Following on our latest launch of OverOps Reliability Dashboards, it’s time to take a closer look at the dashboards themselves and see what added value they can bring to DevOps/SRE, QA and dev teams.
OverOps’ new Reliability Dashboards give visibility across pre-production and production environments. These capabilities help developers, DevOps and QA teams identify and prioritize anomalies before a release, which can stop you from promoting bad code.
One of the methods in which we help teams prioritize anomalies, is through our Jenkins integration. Jenkins is one of the more popular automation servers and is usually used to automate the Continuous Integration part of the software development process, which in return helps improve the entire CI/CD workflow.
However, Jenkins on its own is only as good as the data it relies on, which is usually log files, meaning it can’t provide an informative feedback loop on what exactly caused a build to fail. That’s where OverOps fits in, providing insight into the functional quality of your applications, servers, machines and environments, helping automate the non-human part of your software development process.
— OverOps (@overopshq) February 25, 2019
To see how OverOps enriches Jenkins, let’s take an in-depth into the integration and how it works:
OverOps and Jenkins
OverOps provides four quality criteria that can mark a build as unstable. These criteria, which can be configured according to each user’s own specific needs, are:
1. New Error – Any new error that enters the build.
2. Resurfaced Error – Whether an old error has resurfaced in the current build.
3. Total Error Volume – The total number of errors for the build.
4. Unique Error Volume – The total number of unique errors in this build.
There are two additional criteria that OverOps checks, which are:
1. Critical Exception Types – Identify new critical exceptions, according to what we define for our application (Values set in configuration – NullPointerException, IndexOutOfBoundsException, YourCustomException).
2. Increasing Errors – Compare between the Active Time Window to a Baseline Time Window.
As we can see in the screenshot below, OverOps identified that build 248 is unstable. Let’s dive in and see why it was marked as such:
As we can see in the screenshot above, the build failed in 3 different criteria: Resurfaced Errors, Total Error Volume and Unique Error Volume.
For each criterion, we can see the number of errors that were detected, their type, which version first introduced them and their volume. For example, looking at the Unique Error Volume criterion, we can see that it failed due to 8 unique errors, while the max amount “allowed” is 1.
OverOps Quality Dashboard can determines that the top error is from a previous build and not the current one, and can identify which previous build introduced it. It allows us to find and resolve the issue, before the current version is deployed.
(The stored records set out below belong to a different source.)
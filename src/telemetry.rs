//! Logging initialization
//!
//! Human-readable output by default; JSON output carries the current span so
//! CI log processors can group lines by scenario step.

use std::str::FromStr;

use thiserror::Error;
use tracing_subscriber::layer::SubscriberExt;
use tracing_subscriber::util::SubscriberInitExt;
use tracing_subscriber::EnvFilter;

/// Default filter when `RUST_LOG` is unset
pub const DEFAULT_FILTER: &str = "info,rhmi_alerts=debug,kube=info,tower=warn,hyper=warn";

/// Errors that can occur during logging initialization
#[derive(Debug, Error)]
pub enum TelemetryError {
    /// Failed to install the global subscriber
    #[error("failed to initialize tracing subscriber: {0}")]
    SubscriberInit(String),

    /// Unknown log format name
    #[error("unknown log format: {0} (expected text or json)")]
    UnknownFormat(String),
}

/// Output format for log lines
#[derive(Clone, Copy, Debug, Default, PartialEq, Eq)]
pub enum LogFormat {
    /// Compact human-readable lines
    #[default]
    Text,
    /// One JSON object per line
    Json,
}

impl FromStr for LogFormat {
    type Err = TelemetryError;

    fn from_str(s: &str) -> Result<Self, Self::Err> {
        match s.to_ascii_lowercase().as_str() {
            "text" => Ok(LogFormat::Text),
            "json" => Ok(LogFormat::Json),
            other => Err(TelemetryError::UnknownFormat(other.to_string())),
        }
    }
}

/// Install the global tracing subscriber
///
/// `RUST_LOG` takes precedence over [`DEFAULT_FILTER`].
pub fn init_tracing(format: LogFormat) -> Result<(), TelemetryError> {
    let env_filter =
        EnvFilter::try_from_default_env().unwrap_or_else(|_| EnvFilter::new(DEFAULT_FILTER));

    let result = match format {
        LogFormat::Text => tracing_subscriber::registry()
            .with(env_filter)
            .with(tracing_subscriber::fmt::layer().with_target(true))
            .try_init(),
        LogFormat::Json => tracing_subscriber::registry()
            .with(env_filter)
            .with(
                tracing_subscriber::fmt::layer()
                    .json()
                    .with_current_span(true)
                    .with_span_list(false)
                    .with_target(true)
                    .with_file(false)
                    .with_line_number(false),
            )
            .try_init(),
    };

    result.map_err(|e| TelemetryError::SubscriberInit(e.to_string()))
}
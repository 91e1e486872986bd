//! Shared setup for live-cluster tests

use std::path::Path;
use std::sync::Once;

use kube::Client;
use rhmi_alerts::client::create_client;
use rhmi_alerts::config::ScenarioConfig;
use rhmi_alerts::scenario::AlertScenario;
use tracing_subscriber::EnvFilter;

static INIT: Once = Once::new();

/// Install the crypto provider and a test-writer subscriber, once per binary
pub fn init_cluster_test() {
    INIT.call_once(|| {
        let _ = rustls::crypto::aws_lc_rs::default_provider().install_default();
        let _ = tracing_subscriber::fmt()
            .with_env_filter(
                EnvFilter::try_from_default_env()
                    .unwrap_or_else(|_| EnvFilter::new("info,rhmi_alerts=debug")),
            )
            .with_test_writer()
            .try_init();
    });
}

/// Client for the cluster in `KUBECONFIG`
pub async fn cluster_client() -> Client {
    init_cluster_test();
    create_client(None)
        .await
        .expect("failed to create client; is KUBECONFIG pointing at an RHMI cluster?")
}

/// Scenario config, from `RHMI_ALERTS_CONFIG` if set
pub fn scenario_config() -> ScenarioConfig {
    match std::env::var("RHMI_ALERTS_CONFIG") {
        Ok(path) => ScenarioConfig::from_file(Path::new(&path)).expect("invalid RHMI_ALERTS_CONFIG"),
        Err(_) => ScenarioConfig::default(),
    }
}

/// Scenario wired to the live cluster
pub async fn live_scenario() -> AlertScenario {
    AlertScenario::from_client(cluster_client().await, scenario_config())
}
We know the build is unstable, and now it’s time to see why it failed to pass our quality gates. In other words, it’s time for us to start investigating why these errors occurred. In this case, we want to take a closer look at the error with the highest volume rate (28,099 events) – ParseException.
In Jenkins, we can see the general reason for this error – “Unparseable date: “2-17-1989“. However, OverOps allows us to see its True Root Cause, on the Automatic Root Cause (ARC) analysis screen:
The click leads us straight into the source this issue, the line of code in which it happened and the variables that were sent during the specific transaction that caused it to fail. We can see the fire icon next to the line in which the error has happened, and by hovering over the dateString we can even see the variable that caused it to fail.
We can see that the date format that was sent in this transaction, 9-21-2009, didn’t match the desired format, MM/dd/yyyy, which caused it to fail 37.48% of the times it ran.
OverOps ARC screen also allows us to examine the stack trace going back 10 levels into the heap, the previous 250 log statements (including DEBUG and TRACE-level in production) and JVM metrics such as the state of the Memory, Garbage Collection, etc. So we can deduplicate it and resolve it with just a few clicks.
Now that we know what happened, it’s easy to assign it to the right developer, with all the information needed to solve the issue. The issue, whether a Jira ticket, Slack message, etc, comes with the True Root Cause needed to resolve the issue, saving developers hours (and sometimes days) in the process.
Why is it Important?
Through the new Jenkins integration, QA teams can see all new anomalies introduced by any release in test or stage, and automatically assign them a severity based on potential impact to the code.
OverOps allows these teams to analyze the number of new errors, regressions and slowdowns introduced in each phase of pre-production and prioritize those with critical impact, enabling them to accurately assess the reliability of each deployment compared to previous releases. In other words, OverOps can automatically stop a bad release from being promoted, sending it back to the engineers with the enriched data needed to resolve the error.
Using these quality gates, organizations can certify releases to be moved through their delivery pipeline, or stop them in their tracks to proactively fix any issues. Our goal is to improve the continuous delivery pipeline, and allow both dev and ops to push better code to production.